## Activity
Where does the word "impl" occur in the data below? Copy each line that holds it.

=== Exercise data ===

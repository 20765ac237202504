//! Bounded TTL cache with LRU eviction.

use std::collections::{BTreeMap, HashMap};
use std::fmt;
use std::hash::Hash;
use std::sync::Arc;
use std::time::{Duration, Instant};

use parking_lot::Mutex;
use serde::Serialize;

use crate::clock::{self, Clock};
use crate::observability::metrics;

/// Hit/miss counters and occupancy.
#[derive(Debug, Clone, PartialEq, Serialize)]
pub struct CacheStats {
    pub size: usize,
    pub max_size: usize,
    pub hits: u64,
    pub misses: u64,
    pub hit_rate: f64,
    pub evictions: u64,
    pub expirations: u64,
}

struct Entry<V> {
    value: V,
    created_at: Instant,
    /// `None` when the TTL is too large to represent.
    expires_at: Option<Instant>,
    /// Position in the recency index.
    tick: u64,
}

impl<V> Entry<V> {
    fn is_expired(&self, now: Instant) -> bool {
        self.expires_at.is_some_and(|at| now > at)
    }
}

struct CacheState<K, V> {
    entries: HashMap<K, Entry<V>>,
    /// tick → key, oldest first.
    recency: BTreeMap<u64, K>,
    next_tick: u64,
    hits: u64,
    misses: u64,
    evictions: u64,
    expirations: u64,
}

impl<K: Eq + Hash + Clone, V> CacheState<K, V> {
    fn touch(&mut self, key: &K) {
        let tick = self.next_tick;
        self.next_tick += 1;
        if let Some(entry) = self.entries.get_mut(key) {
            self.recency.remove(&entry.tick);
            entry.tick = tick;
            self.recency.insert(tick, key.clone());
        }
    }

    fn remove(&mut self, key: &K) -> Option<Entry<V>> {
        let entry = self.entries.remove(key)?;
        self.recency.remove(&entry.tick);
        Some(entry)
    }

    fn purge_expired(&mut self, now: Instant) -> usize {
        let expired: Vec<K> = self
            .entries
            .iter()
            .filter(|(_, e)| e.is_expired(now))
            .map(|(k, _)| k.clone())
            .collect();
        for key in &expired {
            self.remove(key);
        }
        self.expirations += expired.len() as u64;
        expired.len()
    }

    fn evict_lru(&mut self) -> bool {
        let Some((_, key)) = self.recency.pop_first() else {
            return false;
        };
        self.entries.remove(&key);
        self.evictions += 1;
        true
    }

    fn live(&self, now: Instant) -> usize {
        self.entries.values().filter(|e| !e.is_expired(now)).count()
    }
}

/// Thread-safe key/value cache with per-entry expiry.
pub struct TtlCache<K, V> {
    default_ttl: Duration,
    max_size: usize,
    state: Mutex<CacheState<K, V>>,
    clock: Arc<dyn Clock>,
}

impl<K, V> fmt::Debug for TtlCache<K, V> {
    fn fmt(&self, f: &mut fmt::Formatter<'_>) -> fmt::Result {
        f.debug_struct("TtlCache")
            .field("default_ttl", &self.default_ttl)
            .field("max_size", &self.max_size)
            .field("stored", &self.state.lock().entries.len())
            .finish()
    }
}

impl<K, V> TtlCache<K, V>
where
    K: Eq + Hash + Clone,
    V: Clone,
{
    pub fn new(default_ttl: Duration, max_size: usize) -> Self {
        Self::with_clock(default_ttl, max_size, clock::system())
    }

    pub fn with_clock(default_ttl: Duration, max_size: usize, clock: Arc<dyn Clock>) -> Self {
        Self {
            default_ttl,
            max_size,
            state: Mutex::new(CacheState {
                entries: HashMap::new(),
                recency: BTreeMap::new(),
                next_tick: 0,
                hits: 0,
                misses: 0,
                evictions: 0,
                expirations: 0,
            }),
            clock,
        }
    }

    /// Value for `key` if present and not expired.
    pub fn get(&self, key: &K) -> Option<V> {
        let mut state = self.state.lock();
        let now = self.clock.now();

        let (expired, age) = match state.entries.get(key) {
            None => {
                state.misses += 1;
                metrics::record_cache_lookup(false);
                return None;
            }
            Some(entry) => (entry.is_expired(now), now.saturating_duration_since(entry.created_at)),
        };

        if expired {
            state.remove(key);
            state.expirations += 1;
            state.misses += 1;
            metrics::record_cache_lookup(false);
            tracing::debug!(age_secs = age.as_secs_f64(), "Cache entry expired");
            return None;
        }

        state.touch(key);
        state.hits += 1;
        tracing::debug!(age_secs = age.as_secs_f64(), "Cache hit");
        metrics::record_cache_lookup(true);
        state.entries.get(key).map(|e| e.value.clone())
    }

    /// Insert or overwrite, with `ttl` or the cache default.
    pub fn set(&self, key: K, value: V, ttl: Option<Duration>) {
        if self.max_size == 0 {
            return;
        }
        let mut state = self.state.lock();
        let now = self.clock.now();
        let ttl = ttl.unwrap_or(self.default_ttl);

        let existed = state.remove(&key).is_some();
        if !existed && state.entries.len() >= self.max_size {
            // Expired entries are already logically gone; drop them before
            // sacrificing a live one.
            state.purge_expired(now);
            while state.entries.len() >= self.max_size {
                if !state.evict_lru() {
                    break;
                }
                tracing::debug!("Evicted least recently used cache entry");
            }
        }

        let tick = state.next_tick;
        state.next_tick += 1;
        state.recency.insert(tick, key.clone());
        state.entries.insert(
            key,
            Entry {
                value,
                created_at: now,
                expires_at: now.checked_add(ttl),
                tick,
            },
        );
        tracing::debug!(ttl_secs = ttl.as_secs_f64(), "Cache set");
    }

    /// Live (unexpired) entry for `key`, without touching stats or recency.
    pub fn contains(&self, key: &K) -> bool {
        let state = self.state.lock();
        let now = self.clock.now();
        state.entries.get(key).is_some_and(|e| !e.is_expired(now))
    }

    pub fn invalidate(&self, key: &K) -> bool {
        self.state.lock().remove(key).is_some()
    }

    pub fn clear(&self) {
        let mut state = self.state.lock();
        let count = state.entries.len();
        state.entries.clear();
        state.recency.clear();
        tracing::info!(count, "Cache cleared");
    }

    /// Drop every expired entry; returns how many were removed.
    pub fn cleanup_expired(&self) -> usize {
        let mut state = self.state.lock();
        let removed = state.purge_expired(self.clock.now());
        if removed > 0 {
            tracing::info!(removed, "Cleaned up expired cache entries");
        }
        removed
    }

    /// Number of live entries.
    pub fn len(&self) -> usize {
        self.state.lock().live(self.clock.now())
    }

    pub fn is_empty(&self) -> bool {
        self.len() == 0
    }

    pub fn max_size(&self) -> usize {
        self.max_size
    }

    pub fn stats(&self) -> CacheStats {
        let state = self.state.lock();
        let total = state.hits + state.misses;
        CacheStats {
            size: state.live(self.clock.now()),
            max_size: self.max_size,
            hits: state.hits,
            misses: state.misses,
            hit_rate: if total > 0 {
                state.hits as f64 / total as f64 * 100.0
            } else {
                0.0
            },
            evictions: state.evictions,
            expirations: state.expirations,
        }
    }
}

impl<K, V> TtlCache<K, V>
where
    K: Eq + Hash + Clone + AsRef<str>,
    V: Clone,
{
    /// Drop every key containing `pattern`; returns how many were removed.
    pub fn invalidate_pattern(&self, pattern: &str) -> usize {
        let mut state = self.state.lock();
        let matching: Vec<K> = state
            .entries
            .keys()
            .filter(|k| k.as_ref().contains(pattern))
            .cloned()
            .collect();
        for key in &matching {
            state.remove(key);
        }
        if !matching.is_empty() {
            tracing::info!(count = matching.len(), pattern, "Invalidated cache keys matching pattern");
        }
        matching.len()
    }
}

===

## Response to this task
impl<V> Entry<V> {
impl<K: Eq + Hash + Clone, V> CacheState<K, V> {
impl<K, V> fmt::Debug for TtlCache<K, V> {
impl<K, V> TtlCache<K, V>
impl<K, V> TtlCache<K, V>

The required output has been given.